Functional annotation


LAYOUT: post TITLE: Workflow for Diploria labyrinthiformis functional annotation CATEGORY: [ de novo transcriptome, RNA seq ] TAG: [ Diploria labyrinthiformis, Bioinfamatics, de novo transcriptome ] —

Designing a workflow for a functional annotation for Diploria labyrinthiformis de novo transcriptome.

About: This post documents the pipline used to identify orthologous genes across species for a comparative analyses and the functional annotation of the created de novo transcriptome for Diploria labyrinthiformis using samples obtained in August 2022 as part of the ENCORE project in the TPC-PI experiment.

Use Uniprot and Pfam databases after TransDecoder to convert the nucleotides into amino acid sequences then ensure the gene IDs are species specfic for easy identification when clustering orthologs from 3 species.

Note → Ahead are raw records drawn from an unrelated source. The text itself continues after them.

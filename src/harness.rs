//! Demo evaluation harness.
//!
//! Every pattern module exposes a `demo_suite` that feeds literal inputs to its
//! pattern and records the outcome of each literal expectation in a [`Suite`].
//! [`run`] collects those suites into a [`Report`] for the CLI.

use std::fmt;
use std::str::FromStr;

use serde::Serialize;

use crate::behavioral::{chain, observer};
use crate::config::PlaygroundConfig;
use crate::creational::{builder, factory, prototype, shared_state};
use crate::error::PlaygroundError;
use crate::structural::{adapter, decorator};

// ============================================================================
// Pattern catalog
// ============================================================================

#[derive(Debug, Clone, Copy, PartialEq, Eq, Hash, Serialize)]
#[serde(rename_all = "kebab-case")]
pub enum Pattern {
    Adapter,
    Builder,
    ChainOfResponsibility,
    Decorator,
    FactoryMethod,
    Observer,
    Prototype,
    Singleton,
}

impl Pattern {
    pub const ALL: [Pattern; 8] = [
        Pattern::Adapter,
        Pattern::Builder,
        Pattern::ChainOfResponsibility,
        Pattern::Decorator,
        Pattern::FactoryMethod,
        Pattern::Observer,
        Pattern::Prototype,
        Pattern::Singleton,
    ];

    pub fn name(self) -> &'static str {
        match self {
            Pattern::Adapter => "adapter",
            Pattern::Builder => "builder",
            Pattern::ChainOfResponsibility => "chain-of-responsibility",
            Pattern::Decorator => "decorator",
            Pattern::FactoryMethod => "factory-method",
            Pattern::Observer => "observer",
            Pattern::Prototype => "prototype",
            Pattern::Singleton => "singleton",
        }
    }

    pub fn family(self) -> &'static str {
        match self {
            Pattern::Builder | Pattern::FactoryMethod | Pattern::Prototype | Pattern::Singleton => {
                "creational"
            }
            Pattern::Adapter | Pattern::Decorator => "structural",
            Pattern::ChainOfResponsibility | Pattern::Observer => "behavioral",
        }
    }
}

impl fmt::Display for Pattern {
    fn fmt(&self, f: &mut fmt::Formatter<'_>) -> fmt::Result {
        f.write_str(self.name())
    }
}

impl FromStr for Pattern {
    type Err = PlaygroundError;

    fn from_str(s: &str) -> Result<Self, Self::Err> {
        let normalized = s.trim().to_ascii_lowercase().replace('_', "-");
        match normalized.as_str() {
            "adapter" => Ok(Pattern::Adapter),
            "builder" => Ok(Pattern::Builder),
            "chain" | "chain-of-responsibility" => Ok(Pattern::ChainOfResponsibility),
            "decorator" => Ok(Pattern::Decorator),
            "factory" | "factory-method" => Ok(Pattern::FactoryMethod),
            "observer" => Ok(Pattern::Observer),
            "prototype" => Ok(Pattern::Prototype),
            "singleton" | "shared-state" => Ok(Pattern::Singleton),
            _ => Err(PlaygroundError::UnknownPattern(s.to_string())),
        }
    }
}

// ============================================================================
// Suites and reports
// ============================================================================

#[derive(Debug, Clone, PartialEq, Serialize)]
pub struct CaseOutcome {
    pub name: String,
    pub passed: bool,
    #[serde(skip_serializing_if = "Option::is_none")]
    pub detail: Option<String>,
}

#[derive(Debug, Clone, Serialize)]
pub struct Suite {
    pub pattern: Pattern,
    pub cases: Vec<CaseOutcome>,
}

impl Suite {
    pub fn new(pattern: Pattern) -> Self {
        Self {
            pattern,
            cases: Vec::new(),
        }
    }

    /// Record whether `actual` equals `expected`.
    pub fn check_eq<T>(&mut self, case: &str, actual: T, expected: T)
    where
        T: PartialEq + fmt::Debug,
    {
        let passed = actual == expected;
        let detail = (!passed).then(|| format!("expected {expected:?}, got {actual:?}"));
        self.record(case, passed, detail);
    }

    pub fn check(&mut self, case: &str, condition: bool) {
        let detail = (!condition).then(|| "condition was false".to_string());
        self.record(case, condition, detail);
    }

    fn record(&mut self, case: &str, passed: bool, detail: Option<String>) {
        if !passed {
            tracing::warn!(pattern = %self.pattern, case, "demo case failed");
        }
        self.cases.push(CaseOutcome {
            name: case.to_string(),
            passed,
            detail,
        });
    }

    pub fn passed(&self) -> usize {
        self.cases.iter().filter(|c| c.passed).count()
    }

    pub fn failed(&self) -> usize {
        self.cases.len() - self.passed()
    }

    pub fn is_success(&self) -> bool {
        self.failed() == 0
    }
}

#[derive(Debug, Clone, Default, Serialize)]
pub struct Report {
    pub suites: Vec<Suite>,
}

impl Report {
    pub fn total(&self) -> usize {
        self.suites.iter().map(|s| s.cases.len()).sum()
    }

    pub fn failed(&self) -> usize {
        self.suites.iter().map(Suite::failed).sum()
    }

    pub fn all_passed(&self) -> bool {
        self.failed() == 0
    }
}

// ============================================================================
// Running
// ============================================================================

pub fn run_pattern(pattern: Pattern, config: &PlaygroundConfig) -> Suite {
    let suite = match pattern {
        Pattern::Adapter => adapter::demo_suite(&config.pricing),
        Pattern::Builder => builder::demo_suite(),
        Pattern::ChainOfResponsibility => chain::demo_suite(),
        Pattern::Decorator => decorator::demo_suite(),
        Pattern::FactoryMethod => factory::demo_suite(),
        Pattern::Observer => observer::demo_suite(),
        Pattern::Prototype => prototype::demo_suite(),
        Pattern::Singleton => shared_state::demo_suite(),
    };
    tracing::info!(
        pattern = %pattern,
        passed = suite.passed(),
        failed = suite.failed(),
        "suite finished"
    );
    suite
}

/// Run the given patterns in order. An empty slice runs the whole catalog.
pub fn run(patterns: &[Pattern], config: &PlaygroundConfig) -> Report {
    let selected: &[Pattern] = if patterns.is_empty() {
        &Pattern::ALL
    } else {
        patterns
    };

    Report {
        suites: selected
            .iter()
            .map(|&pattern| run_pattern(pattern, config))
            .collect(),
    }
}

#[cfg(test)]
mod tests {
    use super::*;

    #[test]
    fn test_pattern_parsing() {
        assert_eq!("chain".parse::<Pattern>().unwrap(), Pattern::ChainOfResponsibility);
        assert_eq!("Factory_Method".parse::<Pattern>().unwrap(), Pattern::FactoryMethod);
        assert_eq!("shared-state".parse::<Pattern>().unwrap(), Pattern::Singleton);
        assert_eq!(
            "visitor".parse::<Pattern>(),
            Err(PlaygroundError::UnknownPattern("visitor".to_string()))
        );
    }

    #[test]
    fn test_pattern_names_round_trip() {
        for pattern in Pattern::ALL {
            assert_eq!(pattern.name().parse::<Pattern>().unwrap(), pattern);
        }
    }

    #[test]
    fn test_suite_records_failures() {
        let mut suite = Suite::new(Pattern::Adapter);
        suite.check_eq("equal", 1, 1);
        suite.check_eq("different", 1, 2);
        suite.check("truthy", true);

        assert_eq!(suite.passed(), 2);
        assert_eq!(suite.failed(), 1);
        assert!(!suite.is_success());
        assert_eq!(suite.cases[1].detail.as_deref(), Some("expected 2, got 1"));
    }

    #[test]
    fn test_full_catalog_passes_with_defaults() {
        let report = run(&[], &PlaygroundConfig::default());

        assert_eq!(report.suites.len(), Pattern::ALL.len());
        assert!(report.total() > 0);
        assert!(report.all_passed(), "failures: {:#?}", report);
    }

    #[test]
    fn test_selected_patterns_only() {
        let report = run(&[Pattern::Observer], &PlaygroundConfig::default());
        assert_eq!(report.suites.len(), 1);
        assert_eq!(report.suites[0].pattern, Pattern::Observer);
    }

    #[test]
    fn test_changed_pricing_breaks_adapter_expectations() {
        let mut config = PlaygroundConfig::default();
        config.pricing.force_majeure = 0;

        let report = run(&[Pattern::Adapter], &config);
        assert_eq!(report.failed(), 1);
    }

    #[test]
    fn test_extreme_pricing_from_config_does_not_panic() {
        let config = PlaygroundConfig::from_toml_str(
            "[pricing]\ncustoms_per_horsepower = 9223372036854775807",
        )
        .unwrap();

        let report = run(&[Pattern::Adapter], &config);
        assert_eq!(report.total(), 2);
        assert_eq!(report.failed(), 1);
    }

    #[test]
    fn test_report_serializes() {
        let report = run(&[Pattern::Builder], &PlaygroundConfig::default());
        let json = serde_json::to_value(&report).unwrap();

        assert_eq!(json["suites"][0]["pattern"], "builder");
        assert!(json["suites"][0]["cases"][0].get("detail").is_none());
    }
}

Step 1. Download UniProt and Pfam Databases

mkdir /scratch/workspace/ffields_uri_edu-transcriptomes/dlab/data/databases/uniprot
cd /databases/uniprot

# Download Swiss-Prot (curated subset)
wget -O /scratch3/workspace/ffields_uri_edu-transcriptomes/dlab/data/databases/uniprot/uniprot_sprot.fasta.gz \
	https://ftp.uniprot.org/pub/databases/uniprot/current_release/knowledgebase/complete/uniprot_sprot.fasta.gz

  gunzip /scratch3/workspace/ffields_uri_edu-transcriptomes/dlab/data/databases/uniprot/uniprot_sprot.fasta.gz

  srun --nodes=1 --ntasks=4 --mem=2G --time=00:30:00 --pty bash
  module load uri/main BLAST+/2.15.0-gompi-2023a

  makeblastdb -in uniprot_sprot.fasta -dbtype prot

  cd ..
  mkdir pfam
  cd pfam/

 wget -O /scratch3/workspace/ffields_uri_edu-transcriptomes/dlab/data/databases/pfam/Pfam-A.hmm.gz \
  http://ftp.ebi.ac.uk/pub/databases/Pfam/current_release/Pfam-A.hmm.gz

  # Unzip and index
  gunzip /scratch3/workspace/ffields_uri_edu-transcriptomes/dlab/data/databases/pfam/Pfam-A.hmm.gz
  hmmpress /scratch3/workspace/ffields_uri_edu-transcriptomes/dlab/data/databases/pfam/Pfam-A.hmm

Step 2: Obtain ORFs

Identifies all open reading frames i.e ORFs (coding regions) that meet a minimum length threshold (default is 100 amino acids) and translates them into peptide sequences

Dlab

module load uri/main TransDecoder/5.5.0-GCC-11.3.0

#file in dir /scratch/workspace/ffields_uri_edu-transcriptomes/dlab/data/cd-hit
# -redundancy-minimized set includes 3586 / 5000 = 71.72%
TransDecoder.LongOrfs -t dlab_cdhit.fasta

Mdec

#file in dir /scratch/workspace/ffields_uri_edu-transcriptomes/mdec/data/cd-hit
# -redundancy-minimized set includes 4054 / 5000 = 81.08%
TransDecoder.LongOrfs -t mdec_cdhit.fasta

Mcav

#file in dir /scratch/workspace/ffields_uri_edu-transcriptomes/mcav/data/cd-hit
TransDecoder.LongOrfs -t mcav_cdhit.fasta

Note: after this step a meaasge appears:

Use file: /scratch3/workspace/ffields_uri_edu-transcriptomes/mdec/data/cd-hit/mdec_cdhit.fasta.transdecoder_dir/longest_orfs.pep  for Pfam and/or BlastP searches to enable homology-based coding region identification.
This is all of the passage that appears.